J’ai lu, enfin, tourné des pages parce que c’était un peu longuet et vide de sens, d'un bouquin qui parle, entre les lignes, des moyens de l’aliénation de masse de l’aliénation des masses : cinoch, zique, bouquins. C’est tout un monde, bien ficelé avec de l’argent, bien relié avec des histoires à dormir debout dans une ambiance de boîte. Et une opiniâtre détermination qui emporte tout et dont on ne sait d’où elle sort : il faut faire de l’argent. Et la question que je me posais était de savoir comment j’allais bien pouvoir comprendre l’agencement de la trame et du fil de ce baise-gueule de façon à pouvoir le décrire de sorte que mes contemporains s’en rendent suffisamment compte pour que, non pas que mon action soit efficace – ce dont je me contrefous dès le moment où ça marche –, mais que, finalement, ils se déterminent à y mettre fin. J’avoue que j’ai tant l’esprit un peu confus, en ce moment – et j’admettais que c’était là un prétexte à revivigoration – que je m’ai pas réussi dans ce projet. Je pose cela, avec la conscience qui tire la langue après avoir humecté mon crayon, sur l’ardoise de l’absence d’intime… au cas où ! Mais, je ne suis peut-être pas aussi intelligent que je le voudrais, alors que demande pardon.

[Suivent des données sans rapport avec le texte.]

//! Orphan pipeline services
//!
//! Reconciler → Classifier → Sample Generator, plus the independent
//! Promotion Service.

pub mod classifier;
pub mod file_scanner;
pub mod filename_codec;
pub mod promotion;
pub mod reconciler;
pub mod sample_generator;

pub use classifier::{classify, classify_all, Bucket, Classification, ClassifiedOrphans, SampleConfig, TranscodeCommand};
pub use file_scanner::{FileScanner, ScanError};
pub use filename_codec::RecordingName;
pub use promotion::PromotionService;
pub use reconciler::Reconciler;
pub use sample_generator::SampleOutcome;
//! Error types for m2v-orphans
//!
//! Scan errors abort a whole scan, promotion errors abort one promotion.
//! Classification and transcoding never produce these; their failures are
//! reported as data.

use std::path::PathBuf;
use thiserror::Error;

use crate::services::file_scanner::ScanError;

/// Orphan pipeline error type
#[derive(Debug, Error)]
pub enum OrphanError {
    /// Filename does not follow the `CCCC_YYYYMMDDHHMMSS.ext` convention
    #[error("Malformed recording filename: {0}")]
    Format(String),

    /// Destructive operation refused (e.g. rescan over existing orphans)
    #[error("Refusing unsafe operation: {0}")]
    State(String),

    /// Remote entity not found (e.g. unknown channel id)
    #[error("Lookup failed: {0}")]
    Lookup(String),

    /// Catalog service unreachable or returned an unusable response
    #[error("Catalog service failure: {0}")]
    Transport(String),

    /// Catalog refused or failed to add a file
    #[error("Catalog did not register {filespec} on host {host}")]
    Registration { filespec: String, host: String },

    /// Required input field missing
    #[error("Validation failed: {0}")]
    Validation(String),

    /// Requested operation is outside what this tool supports
    #[error("Not yet implemented: {0}")]
    Unsupported(String),

    /// Expected-unique lookup matched zero or several rows
    #[error("Consistency error: {0}")]
    Consistency(String),

    /// (host, filename) already present in the orphan store
    #[error("Orphan {filename} on host {host} already exists")]
    Duplicate { host: String, filename: String },

    /// Recording directory could not be enumerated
    #[error("Scan error: {0}")]
    Scan(#[from] ScanError),

    /// File operation failed on a specific path
    #[error("I/O error on {path}: {source}")]
    File {
        path: PathBuf,
        #[source]
        source: std::io::Error,
    },

    /// Database error
    #[error("Database error: {0}")]
    Database(#[from] sqlx::Error),

    /// m2v-common error
    #[error("Common error: {0}")]
    Common(#[from] m2v_common::Error),
}

impl OrphanError {
    /// Attach a path to an I/O error
    pub fn file(path: impl Into<PathBuf>, source: std::io::Error) -> Self {
        OrphanError::File {
            path: path.into(),
            source,
        }
    }
}

/// Result type for orphan operations
pub type Result<T> = std::result::Result<T, OrphanError>;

Ce don, dont je parlais tout à l’heure, je l’aime beaucoup : on peut jouer avec. Pas tous les jours bien sûr ; non : de temps à autre. Son usage est, pour moi, un plaisir des dieux. Le hic, c’est que je trouve très peu de personnes pour jouer avec. Beaucoup très peu, même. Le plaisir de soulever le plaisir. Vous savez… vous voyez un plaisir, par terre. Alors vous vous penchez et faisant un coupe d’accueil de vos deux mains, vous soulevez ce plaisir. On l’entend le plaisir dans une voix, on le voit le vrai plaisir sur un visage : il rayonne, il pétille dans les yeux de l’autre : c’est une merveille. Bien sûr, pour le voir, il faut l’avoir face à soi, du regard. Mais on peut le saisir dans une musique différée, aussi. Je me demande parfois, faute de n’en percevoir pas d’autres sensibles qui peuvent être limités par moi, si ce n’est pas le seul plaisir qui puisse de saisir différé. Non… il y a les images, aussi.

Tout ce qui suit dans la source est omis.